**Given data**

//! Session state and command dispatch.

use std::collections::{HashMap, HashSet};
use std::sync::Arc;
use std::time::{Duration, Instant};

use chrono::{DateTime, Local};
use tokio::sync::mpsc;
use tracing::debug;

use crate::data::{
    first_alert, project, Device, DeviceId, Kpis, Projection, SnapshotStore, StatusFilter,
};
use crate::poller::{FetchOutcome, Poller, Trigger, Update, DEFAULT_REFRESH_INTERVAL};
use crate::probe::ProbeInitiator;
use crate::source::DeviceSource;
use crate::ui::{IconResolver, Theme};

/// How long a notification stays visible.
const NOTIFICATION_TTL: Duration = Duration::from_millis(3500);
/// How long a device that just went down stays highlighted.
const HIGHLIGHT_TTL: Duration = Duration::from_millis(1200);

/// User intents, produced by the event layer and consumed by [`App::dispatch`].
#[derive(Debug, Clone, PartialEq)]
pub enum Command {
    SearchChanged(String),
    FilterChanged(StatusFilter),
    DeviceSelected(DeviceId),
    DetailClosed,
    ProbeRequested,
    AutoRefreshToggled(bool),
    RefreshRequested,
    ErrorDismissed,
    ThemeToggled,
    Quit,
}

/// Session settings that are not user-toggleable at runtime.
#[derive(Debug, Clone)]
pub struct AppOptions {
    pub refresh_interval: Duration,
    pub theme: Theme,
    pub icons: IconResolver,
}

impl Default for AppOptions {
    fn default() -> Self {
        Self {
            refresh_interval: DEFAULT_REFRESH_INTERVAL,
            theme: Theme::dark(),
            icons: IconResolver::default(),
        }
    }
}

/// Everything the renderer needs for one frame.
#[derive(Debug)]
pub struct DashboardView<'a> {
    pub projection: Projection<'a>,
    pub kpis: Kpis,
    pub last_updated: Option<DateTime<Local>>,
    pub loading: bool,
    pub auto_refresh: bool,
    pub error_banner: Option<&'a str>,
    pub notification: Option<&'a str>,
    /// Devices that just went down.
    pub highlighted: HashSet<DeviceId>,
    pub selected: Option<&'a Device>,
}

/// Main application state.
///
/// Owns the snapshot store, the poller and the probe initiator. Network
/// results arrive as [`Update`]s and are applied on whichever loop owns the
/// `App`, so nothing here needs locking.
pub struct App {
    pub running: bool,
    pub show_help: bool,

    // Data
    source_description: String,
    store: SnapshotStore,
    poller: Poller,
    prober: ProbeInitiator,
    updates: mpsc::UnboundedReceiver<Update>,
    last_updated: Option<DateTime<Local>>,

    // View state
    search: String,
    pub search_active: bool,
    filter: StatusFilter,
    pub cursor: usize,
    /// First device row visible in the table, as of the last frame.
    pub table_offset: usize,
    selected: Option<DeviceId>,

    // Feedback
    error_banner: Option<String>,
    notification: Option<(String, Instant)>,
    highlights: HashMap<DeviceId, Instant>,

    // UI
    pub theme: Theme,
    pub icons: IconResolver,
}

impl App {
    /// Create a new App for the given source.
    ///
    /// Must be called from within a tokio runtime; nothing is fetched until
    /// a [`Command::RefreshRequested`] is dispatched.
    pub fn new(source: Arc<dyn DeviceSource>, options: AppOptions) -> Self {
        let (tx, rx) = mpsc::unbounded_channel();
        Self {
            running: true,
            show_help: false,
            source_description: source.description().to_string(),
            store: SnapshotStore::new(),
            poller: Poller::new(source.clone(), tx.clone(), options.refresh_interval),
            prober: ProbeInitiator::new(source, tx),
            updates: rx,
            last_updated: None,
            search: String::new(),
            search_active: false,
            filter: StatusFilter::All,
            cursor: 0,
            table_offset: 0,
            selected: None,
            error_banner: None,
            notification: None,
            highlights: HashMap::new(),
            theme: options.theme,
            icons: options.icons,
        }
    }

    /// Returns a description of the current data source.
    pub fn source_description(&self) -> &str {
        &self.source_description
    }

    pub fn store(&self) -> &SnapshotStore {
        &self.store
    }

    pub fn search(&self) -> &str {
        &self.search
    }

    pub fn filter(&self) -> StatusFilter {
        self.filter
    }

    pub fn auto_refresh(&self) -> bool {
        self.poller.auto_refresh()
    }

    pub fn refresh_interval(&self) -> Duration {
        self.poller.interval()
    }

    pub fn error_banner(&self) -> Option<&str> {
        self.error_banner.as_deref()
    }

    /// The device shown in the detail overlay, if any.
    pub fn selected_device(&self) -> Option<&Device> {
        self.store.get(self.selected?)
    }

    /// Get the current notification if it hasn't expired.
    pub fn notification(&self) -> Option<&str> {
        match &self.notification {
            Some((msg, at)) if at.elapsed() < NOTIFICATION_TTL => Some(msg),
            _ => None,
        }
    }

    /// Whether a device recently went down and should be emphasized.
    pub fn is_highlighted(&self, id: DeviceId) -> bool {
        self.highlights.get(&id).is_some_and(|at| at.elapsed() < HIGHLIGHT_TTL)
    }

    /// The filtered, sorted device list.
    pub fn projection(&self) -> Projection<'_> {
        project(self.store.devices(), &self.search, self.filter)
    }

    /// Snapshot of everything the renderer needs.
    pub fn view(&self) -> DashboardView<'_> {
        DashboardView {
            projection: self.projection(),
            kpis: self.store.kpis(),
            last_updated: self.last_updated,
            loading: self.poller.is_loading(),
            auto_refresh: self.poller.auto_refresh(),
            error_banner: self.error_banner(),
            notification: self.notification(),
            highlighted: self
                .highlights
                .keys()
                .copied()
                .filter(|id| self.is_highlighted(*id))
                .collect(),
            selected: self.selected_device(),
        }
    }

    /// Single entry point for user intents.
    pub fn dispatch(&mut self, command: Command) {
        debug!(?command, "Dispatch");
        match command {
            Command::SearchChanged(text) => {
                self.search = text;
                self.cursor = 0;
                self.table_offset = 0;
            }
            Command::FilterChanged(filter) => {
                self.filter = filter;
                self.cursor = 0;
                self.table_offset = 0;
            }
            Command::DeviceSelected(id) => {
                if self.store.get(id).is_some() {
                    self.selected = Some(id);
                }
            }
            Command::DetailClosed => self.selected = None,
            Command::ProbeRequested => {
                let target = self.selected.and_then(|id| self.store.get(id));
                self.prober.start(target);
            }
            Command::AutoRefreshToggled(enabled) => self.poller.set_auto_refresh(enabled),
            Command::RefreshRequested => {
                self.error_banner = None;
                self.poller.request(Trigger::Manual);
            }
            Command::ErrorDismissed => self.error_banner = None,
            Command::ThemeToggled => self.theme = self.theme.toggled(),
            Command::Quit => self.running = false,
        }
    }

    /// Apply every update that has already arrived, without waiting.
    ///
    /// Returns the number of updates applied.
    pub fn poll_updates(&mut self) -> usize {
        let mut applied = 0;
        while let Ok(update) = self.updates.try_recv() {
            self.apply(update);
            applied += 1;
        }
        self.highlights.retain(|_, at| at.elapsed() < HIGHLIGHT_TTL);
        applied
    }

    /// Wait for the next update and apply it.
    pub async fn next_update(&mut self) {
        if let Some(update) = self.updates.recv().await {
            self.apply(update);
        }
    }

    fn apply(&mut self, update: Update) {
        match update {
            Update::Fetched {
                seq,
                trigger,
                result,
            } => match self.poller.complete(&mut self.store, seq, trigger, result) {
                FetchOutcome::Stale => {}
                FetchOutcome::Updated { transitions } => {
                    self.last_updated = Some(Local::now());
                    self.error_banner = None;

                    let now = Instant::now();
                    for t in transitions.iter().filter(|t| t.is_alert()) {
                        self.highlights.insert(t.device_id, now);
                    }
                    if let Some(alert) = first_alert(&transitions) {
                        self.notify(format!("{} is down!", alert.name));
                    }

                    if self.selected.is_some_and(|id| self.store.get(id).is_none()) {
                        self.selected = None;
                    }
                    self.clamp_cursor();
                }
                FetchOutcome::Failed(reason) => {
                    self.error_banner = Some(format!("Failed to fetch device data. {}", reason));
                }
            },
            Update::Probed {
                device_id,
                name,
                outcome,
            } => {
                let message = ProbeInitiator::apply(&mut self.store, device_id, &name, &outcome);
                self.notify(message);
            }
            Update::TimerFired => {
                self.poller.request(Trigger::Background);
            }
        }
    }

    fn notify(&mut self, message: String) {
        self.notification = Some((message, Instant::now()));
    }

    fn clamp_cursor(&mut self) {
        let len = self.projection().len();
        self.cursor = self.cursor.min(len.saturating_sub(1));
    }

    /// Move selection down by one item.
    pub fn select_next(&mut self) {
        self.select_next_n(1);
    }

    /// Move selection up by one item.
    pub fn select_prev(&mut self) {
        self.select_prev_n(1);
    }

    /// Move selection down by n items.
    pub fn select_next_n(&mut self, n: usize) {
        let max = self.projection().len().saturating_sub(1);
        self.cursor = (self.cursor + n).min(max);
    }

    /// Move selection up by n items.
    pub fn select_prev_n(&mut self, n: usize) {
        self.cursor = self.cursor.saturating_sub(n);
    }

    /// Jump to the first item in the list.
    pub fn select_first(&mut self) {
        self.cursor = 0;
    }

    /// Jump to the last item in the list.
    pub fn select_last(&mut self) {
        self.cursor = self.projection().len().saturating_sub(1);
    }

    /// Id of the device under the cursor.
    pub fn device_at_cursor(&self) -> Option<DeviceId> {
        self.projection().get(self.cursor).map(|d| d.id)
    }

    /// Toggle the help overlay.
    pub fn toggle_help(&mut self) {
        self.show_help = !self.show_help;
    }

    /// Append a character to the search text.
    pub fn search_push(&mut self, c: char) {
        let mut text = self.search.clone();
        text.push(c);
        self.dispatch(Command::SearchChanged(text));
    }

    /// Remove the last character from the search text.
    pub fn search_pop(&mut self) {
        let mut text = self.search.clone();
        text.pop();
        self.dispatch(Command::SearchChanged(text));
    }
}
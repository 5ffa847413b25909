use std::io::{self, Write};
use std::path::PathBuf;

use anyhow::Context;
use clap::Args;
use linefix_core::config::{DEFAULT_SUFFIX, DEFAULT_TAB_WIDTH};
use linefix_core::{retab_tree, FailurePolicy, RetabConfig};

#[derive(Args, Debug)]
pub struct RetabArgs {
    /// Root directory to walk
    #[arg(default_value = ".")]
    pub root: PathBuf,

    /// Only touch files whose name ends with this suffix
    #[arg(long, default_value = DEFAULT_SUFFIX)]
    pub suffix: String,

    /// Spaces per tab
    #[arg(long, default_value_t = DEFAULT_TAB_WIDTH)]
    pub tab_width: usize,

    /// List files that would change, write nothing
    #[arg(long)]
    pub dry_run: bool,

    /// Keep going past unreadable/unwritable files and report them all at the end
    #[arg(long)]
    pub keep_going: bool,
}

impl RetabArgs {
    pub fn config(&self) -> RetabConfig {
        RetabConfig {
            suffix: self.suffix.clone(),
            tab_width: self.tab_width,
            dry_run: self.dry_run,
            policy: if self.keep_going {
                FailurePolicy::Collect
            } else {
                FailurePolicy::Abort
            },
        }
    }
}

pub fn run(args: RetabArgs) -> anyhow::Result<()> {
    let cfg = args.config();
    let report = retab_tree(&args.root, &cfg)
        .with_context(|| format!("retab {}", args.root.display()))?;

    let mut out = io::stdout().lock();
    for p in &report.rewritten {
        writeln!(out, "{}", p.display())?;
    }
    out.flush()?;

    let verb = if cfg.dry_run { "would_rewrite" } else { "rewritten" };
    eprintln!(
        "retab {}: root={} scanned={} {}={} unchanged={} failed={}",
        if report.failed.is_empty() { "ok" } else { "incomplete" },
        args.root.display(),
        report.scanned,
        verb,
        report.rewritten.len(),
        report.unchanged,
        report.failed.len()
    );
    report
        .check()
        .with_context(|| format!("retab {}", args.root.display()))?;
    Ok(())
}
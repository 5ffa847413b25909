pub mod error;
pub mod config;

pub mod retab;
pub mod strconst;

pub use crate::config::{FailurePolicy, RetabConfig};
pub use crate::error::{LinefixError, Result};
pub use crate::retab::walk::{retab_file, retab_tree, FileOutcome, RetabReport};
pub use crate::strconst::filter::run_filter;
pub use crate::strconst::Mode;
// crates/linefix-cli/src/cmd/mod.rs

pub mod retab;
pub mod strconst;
...
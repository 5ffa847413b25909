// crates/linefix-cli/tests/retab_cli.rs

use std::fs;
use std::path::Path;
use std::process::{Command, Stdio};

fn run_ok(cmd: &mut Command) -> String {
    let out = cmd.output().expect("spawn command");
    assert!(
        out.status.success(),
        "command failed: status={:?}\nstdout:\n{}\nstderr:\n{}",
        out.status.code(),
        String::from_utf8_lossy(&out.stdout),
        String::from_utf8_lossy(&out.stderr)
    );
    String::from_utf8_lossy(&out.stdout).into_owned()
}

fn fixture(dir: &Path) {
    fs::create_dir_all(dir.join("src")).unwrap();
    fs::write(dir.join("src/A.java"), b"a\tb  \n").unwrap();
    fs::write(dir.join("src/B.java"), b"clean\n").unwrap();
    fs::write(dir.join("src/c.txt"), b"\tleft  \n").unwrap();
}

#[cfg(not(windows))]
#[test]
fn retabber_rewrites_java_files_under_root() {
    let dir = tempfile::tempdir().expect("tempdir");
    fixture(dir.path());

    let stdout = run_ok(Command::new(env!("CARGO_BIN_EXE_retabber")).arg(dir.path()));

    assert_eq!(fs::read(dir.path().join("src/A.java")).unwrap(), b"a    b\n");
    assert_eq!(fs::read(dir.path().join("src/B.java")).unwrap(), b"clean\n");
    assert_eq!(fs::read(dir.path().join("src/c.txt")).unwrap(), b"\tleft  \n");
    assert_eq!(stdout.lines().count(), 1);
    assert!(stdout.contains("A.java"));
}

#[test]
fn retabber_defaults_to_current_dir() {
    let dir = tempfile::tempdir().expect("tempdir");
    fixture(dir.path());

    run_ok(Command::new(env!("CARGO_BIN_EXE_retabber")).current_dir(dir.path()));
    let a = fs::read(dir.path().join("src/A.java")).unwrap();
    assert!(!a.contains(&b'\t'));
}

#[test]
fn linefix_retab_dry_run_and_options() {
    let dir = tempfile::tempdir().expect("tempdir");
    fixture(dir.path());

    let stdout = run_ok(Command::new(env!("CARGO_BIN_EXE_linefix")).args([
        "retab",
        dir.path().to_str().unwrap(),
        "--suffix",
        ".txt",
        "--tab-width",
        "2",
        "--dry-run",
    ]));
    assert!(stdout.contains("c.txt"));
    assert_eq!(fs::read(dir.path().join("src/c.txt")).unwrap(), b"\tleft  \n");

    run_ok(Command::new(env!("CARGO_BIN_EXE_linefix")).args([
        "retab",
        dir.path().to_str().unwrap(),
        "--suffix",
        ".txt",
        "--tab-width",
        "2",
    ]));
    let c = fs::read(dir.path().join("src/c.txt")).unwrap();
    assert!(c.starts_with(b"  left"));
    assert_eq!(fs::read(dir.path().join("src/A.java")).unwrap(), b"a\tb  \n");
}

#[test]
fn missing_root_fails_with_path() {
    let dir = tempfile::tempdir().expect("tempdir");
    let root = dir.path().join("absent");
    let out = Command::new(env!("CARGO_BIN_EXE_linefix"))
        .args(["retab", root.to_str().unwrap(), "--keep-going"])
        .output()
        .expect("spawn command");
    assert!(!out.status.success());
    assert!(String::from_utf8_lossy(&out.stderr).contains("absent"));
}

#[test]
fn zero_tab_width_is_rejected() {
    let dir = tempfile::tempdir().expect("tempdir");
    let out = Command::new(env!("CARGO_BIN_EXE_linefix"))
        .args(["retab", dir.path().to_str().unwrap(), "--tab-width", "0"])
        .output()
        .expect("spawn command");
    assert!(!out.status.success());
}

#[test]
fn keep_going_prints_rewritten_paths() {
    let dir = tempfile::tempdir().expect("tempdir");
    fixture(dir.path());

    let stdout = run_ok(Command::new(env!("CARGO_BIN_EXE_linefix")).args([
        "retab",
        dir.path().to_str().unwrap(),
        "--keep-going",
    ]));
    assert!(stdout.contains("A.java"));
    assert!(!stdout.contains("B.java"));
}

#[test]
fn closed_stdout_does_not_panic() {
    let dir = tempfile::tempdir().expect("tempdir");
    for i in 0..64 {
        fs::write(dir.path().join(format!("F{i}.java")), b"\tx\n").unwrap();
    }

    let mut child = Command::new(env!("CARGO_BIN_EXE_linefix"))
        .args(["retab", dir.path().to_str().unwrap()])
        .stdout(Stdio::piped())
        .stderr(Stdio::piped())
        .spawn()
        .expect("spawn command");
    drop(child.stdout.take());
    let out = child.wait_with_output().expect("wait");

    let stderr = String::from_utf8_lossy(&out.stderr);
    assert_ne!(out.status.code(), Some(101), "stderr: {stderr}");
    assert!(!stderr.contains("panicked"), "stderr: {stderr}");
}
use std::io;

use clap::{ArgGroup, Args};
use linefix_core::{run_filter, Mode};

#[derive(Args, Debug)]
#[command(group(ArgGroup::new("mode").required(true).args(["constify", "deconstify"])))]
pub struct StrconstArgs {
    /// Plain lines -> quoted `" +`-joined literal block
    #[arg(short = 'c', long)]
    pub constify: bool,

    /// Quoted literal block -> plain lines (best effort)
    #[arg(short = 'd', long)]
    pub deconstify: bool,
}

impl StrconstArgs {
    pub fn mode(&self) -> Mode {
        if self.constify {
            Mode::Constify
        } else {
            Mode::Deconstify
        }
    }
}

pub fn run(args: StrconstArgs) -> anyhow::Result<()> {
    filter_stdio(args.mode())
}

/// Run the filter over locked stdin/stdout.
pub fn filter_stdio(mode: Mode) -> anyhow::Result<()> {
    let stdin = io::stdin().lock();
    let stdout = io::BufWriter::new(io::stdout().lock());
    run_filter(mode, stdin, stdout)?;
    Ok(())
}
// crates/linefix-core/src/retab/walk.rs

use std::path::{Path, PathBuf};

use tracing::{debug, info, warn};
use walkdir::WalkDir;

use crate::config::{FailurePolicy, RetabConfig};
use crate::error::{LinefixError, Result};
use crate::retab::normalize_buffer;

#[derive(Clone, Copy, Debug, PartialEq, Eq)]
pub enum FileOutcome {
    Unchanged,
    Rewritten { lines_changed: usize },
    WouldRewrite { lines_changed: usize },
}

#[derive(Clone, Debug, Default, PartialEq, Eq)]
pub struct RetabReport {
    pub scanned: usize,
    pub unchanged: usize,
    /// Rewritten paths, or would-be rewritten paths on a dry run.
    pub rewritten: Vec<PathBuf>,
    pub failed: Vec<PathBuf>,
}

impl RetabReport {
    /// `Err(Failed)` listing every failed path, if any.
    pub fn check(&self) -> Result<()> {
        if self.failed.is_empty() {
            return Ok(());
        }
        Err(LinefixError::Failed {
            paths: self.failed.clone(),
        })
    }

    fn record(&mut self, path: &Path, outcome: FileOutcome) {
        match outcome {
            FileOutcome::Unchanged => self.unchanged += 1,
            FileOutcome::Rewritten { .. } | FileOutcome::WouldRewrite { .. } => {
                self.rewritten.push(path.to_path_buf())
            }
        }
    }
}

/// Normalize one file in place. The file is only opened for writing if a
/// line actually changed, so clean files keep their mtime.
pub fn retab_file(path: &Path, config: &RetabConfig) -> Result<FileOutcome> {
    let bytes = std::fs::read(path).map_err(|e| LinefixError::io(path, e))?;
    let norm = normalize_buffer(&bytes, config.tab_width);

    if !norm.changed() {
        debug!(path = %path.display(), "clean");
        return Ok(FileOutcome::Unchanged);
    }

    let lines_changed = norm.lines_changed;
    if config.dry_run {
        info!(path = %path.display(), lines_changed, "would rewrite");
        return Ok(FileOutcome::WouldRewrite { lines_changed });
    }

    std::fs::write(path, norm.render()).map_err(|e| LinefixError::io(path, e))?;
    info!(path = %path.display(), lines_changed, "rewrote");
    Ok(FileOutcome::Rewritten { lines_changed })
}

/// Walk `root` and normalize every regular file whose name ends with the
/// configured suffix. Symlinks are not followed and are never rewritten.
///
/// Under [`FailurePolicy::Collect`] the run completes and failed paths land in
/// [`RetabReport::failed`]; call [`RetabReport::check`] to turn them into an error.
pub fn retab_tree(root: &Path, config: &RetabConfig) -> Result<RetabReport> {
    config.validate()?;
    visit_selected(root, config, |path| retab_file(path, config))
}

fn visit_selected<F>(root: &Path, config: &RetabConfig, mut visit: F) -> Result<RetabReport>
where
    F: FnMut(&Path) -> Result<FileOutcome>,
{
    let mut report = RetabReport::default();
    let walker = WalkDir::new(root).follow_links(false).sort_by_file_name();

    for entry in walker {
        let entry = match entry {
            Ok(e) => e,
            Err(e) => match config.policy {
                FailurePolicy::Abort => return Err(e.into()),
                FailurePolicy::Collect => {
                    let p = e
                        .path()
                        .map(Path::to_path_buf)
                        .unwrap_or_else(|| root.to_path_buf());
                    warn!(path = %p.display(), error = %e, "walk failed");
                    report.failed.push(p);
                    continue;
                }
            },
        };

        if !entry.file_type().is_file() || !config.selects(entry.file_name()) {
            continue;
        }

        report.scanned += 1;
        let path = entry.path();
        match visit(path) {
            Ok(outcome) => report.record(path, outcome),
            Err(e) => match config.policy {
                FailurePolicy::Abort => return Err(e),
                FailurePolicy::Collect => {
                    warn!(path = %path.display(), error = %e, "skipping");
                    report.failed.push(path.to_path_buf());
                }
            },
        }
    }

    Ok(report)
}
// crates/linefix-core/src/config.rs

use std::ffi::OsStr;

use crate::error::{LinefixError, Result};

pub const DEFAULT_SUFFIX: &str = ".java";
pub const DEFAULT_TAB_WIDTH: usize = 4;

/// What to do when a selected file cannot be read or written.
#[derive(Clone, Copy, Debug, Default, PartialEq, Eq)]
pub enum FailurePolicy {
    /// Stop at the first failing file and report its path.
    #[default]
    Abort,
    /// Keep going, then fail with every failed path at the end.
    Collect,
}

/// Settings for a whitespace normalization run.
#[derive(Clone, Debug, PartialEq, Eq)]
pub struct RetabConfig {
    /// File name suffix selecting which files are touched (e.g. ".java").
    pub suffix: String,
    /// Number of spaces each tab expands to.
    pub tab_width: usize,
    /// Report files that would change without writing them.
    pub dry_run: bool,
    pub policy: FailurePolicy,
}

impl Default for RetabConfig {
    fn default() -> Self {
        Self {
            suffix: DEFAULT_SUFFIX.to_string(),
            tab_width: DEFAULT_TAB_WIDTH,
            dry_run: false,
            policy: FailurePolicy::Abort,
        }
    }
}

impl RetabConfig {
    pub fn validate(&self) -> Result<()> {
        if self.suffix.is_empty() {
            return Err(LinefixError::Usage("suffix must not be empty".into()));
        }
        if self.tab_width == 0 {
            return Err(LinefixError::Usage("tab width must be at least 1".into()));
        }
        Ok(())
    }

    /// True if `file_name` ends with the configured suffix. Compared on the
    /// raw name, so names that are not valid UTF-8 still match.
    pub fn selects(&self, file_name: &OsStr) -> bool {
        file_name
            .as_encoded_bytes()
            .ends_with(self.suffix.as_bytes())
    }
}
==
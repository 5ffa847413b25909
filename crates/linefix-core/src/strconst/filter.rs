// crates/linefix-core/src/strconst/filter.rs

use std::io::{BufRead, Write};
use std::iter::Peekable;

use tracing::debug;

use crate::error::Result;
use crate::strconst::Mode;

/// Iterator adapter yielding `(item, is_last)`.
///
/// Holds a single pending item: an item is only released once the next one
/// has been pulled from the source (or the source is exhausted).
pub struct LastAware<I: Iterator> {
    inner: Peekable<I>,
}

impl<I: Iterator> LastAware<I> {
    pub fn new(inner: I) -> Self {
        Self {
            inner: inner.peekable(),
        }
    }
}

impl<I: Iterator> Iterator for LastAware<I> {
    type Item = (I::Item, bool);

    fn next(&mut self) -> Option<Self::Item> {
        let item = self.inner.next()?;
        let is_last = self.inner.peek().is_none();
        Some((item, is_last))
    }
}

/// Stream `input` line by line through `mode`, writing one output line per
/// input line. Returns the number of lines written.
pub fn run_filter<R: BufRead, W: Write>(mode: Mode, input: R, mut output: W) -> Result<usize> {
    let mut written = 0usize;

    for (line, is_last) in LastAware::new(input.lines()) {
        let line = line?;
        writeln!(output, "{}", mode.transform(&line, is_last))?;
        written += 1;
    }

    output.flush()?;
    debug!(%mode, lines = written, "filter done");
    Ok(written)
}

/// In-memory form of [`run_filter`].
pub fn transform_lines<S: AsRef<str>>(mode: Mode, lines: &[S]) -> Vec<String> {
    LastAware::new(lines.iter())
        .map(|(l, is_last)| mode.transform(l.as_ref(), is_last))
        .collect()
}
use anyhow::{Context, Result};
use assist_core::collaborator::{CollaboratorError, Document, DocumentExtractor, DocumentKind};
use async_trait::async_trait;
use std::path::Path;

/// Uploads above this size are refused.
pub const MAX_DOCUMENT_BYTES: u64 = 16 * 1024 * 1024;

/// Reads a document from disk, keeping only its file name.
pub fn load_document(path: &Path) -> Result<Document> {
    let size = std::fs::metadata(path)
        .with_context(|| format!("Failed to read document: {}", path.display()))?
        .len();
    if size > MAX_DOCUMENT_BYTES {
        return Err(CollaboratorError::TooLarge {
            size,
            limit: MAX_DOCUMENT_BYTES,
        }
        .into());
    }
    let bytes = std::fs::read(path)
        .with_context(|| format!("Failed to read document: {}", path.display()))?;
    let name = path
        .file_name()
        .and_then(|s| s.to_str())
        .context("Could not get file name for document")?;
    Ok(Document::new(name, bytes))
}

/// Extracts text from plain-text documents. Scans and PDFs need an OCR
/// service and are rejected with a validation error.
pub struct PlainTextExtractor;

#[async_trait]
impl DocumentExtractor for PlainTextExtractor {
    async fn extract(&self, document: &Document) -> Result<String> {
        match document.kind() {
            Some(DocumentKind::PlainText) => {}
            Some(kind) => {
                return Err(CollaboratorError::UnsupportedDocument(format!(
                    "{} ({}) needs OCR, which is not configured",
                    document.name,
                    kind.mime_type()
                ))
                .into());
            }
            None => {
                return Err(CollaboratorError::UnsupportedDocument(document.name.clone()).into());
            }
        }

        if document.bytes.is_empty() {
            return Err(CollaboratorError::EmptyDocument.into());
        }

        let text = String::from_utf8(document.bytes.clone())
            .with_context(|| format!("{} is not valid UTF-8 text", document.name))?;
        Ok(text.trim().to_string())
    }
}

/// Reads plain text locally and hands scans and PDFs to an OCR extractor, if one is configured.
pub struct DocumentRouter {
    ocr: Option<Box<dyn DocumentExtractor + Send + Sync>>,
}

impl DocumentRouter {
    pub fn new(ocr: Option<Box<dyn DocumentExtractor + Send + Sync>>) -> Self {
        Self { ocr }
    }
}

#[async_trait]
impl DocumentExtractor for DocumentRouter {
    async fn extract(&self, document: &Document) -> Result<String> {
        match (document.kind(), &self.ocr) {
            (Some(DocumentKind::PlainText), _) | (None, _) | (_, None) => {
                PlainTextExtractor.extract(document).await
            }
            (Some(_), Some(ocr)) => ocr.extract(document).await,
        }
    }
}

**What you are asked to do**
Each line above with the string "RetabReport" should be reported in full.

**Exercise result**
pub use crate::retab::walk::{retab_file, retab_tree, FileOutcome, RetabReport};
pub struct RetabReport {
impl RetabReport {
/// [`RetabReport::failed`]; call [`RetabReport::check`] to turn them into an error.
pub fn retab_tree(root: &Path, config: &RetabConfig) -> Result<RetabReport> {
fn visit_selected<F>(root: &Path, config: &RetabConfig, mut visit: F) -> Result<RetabReport>
    let mut report = RetabReport::default();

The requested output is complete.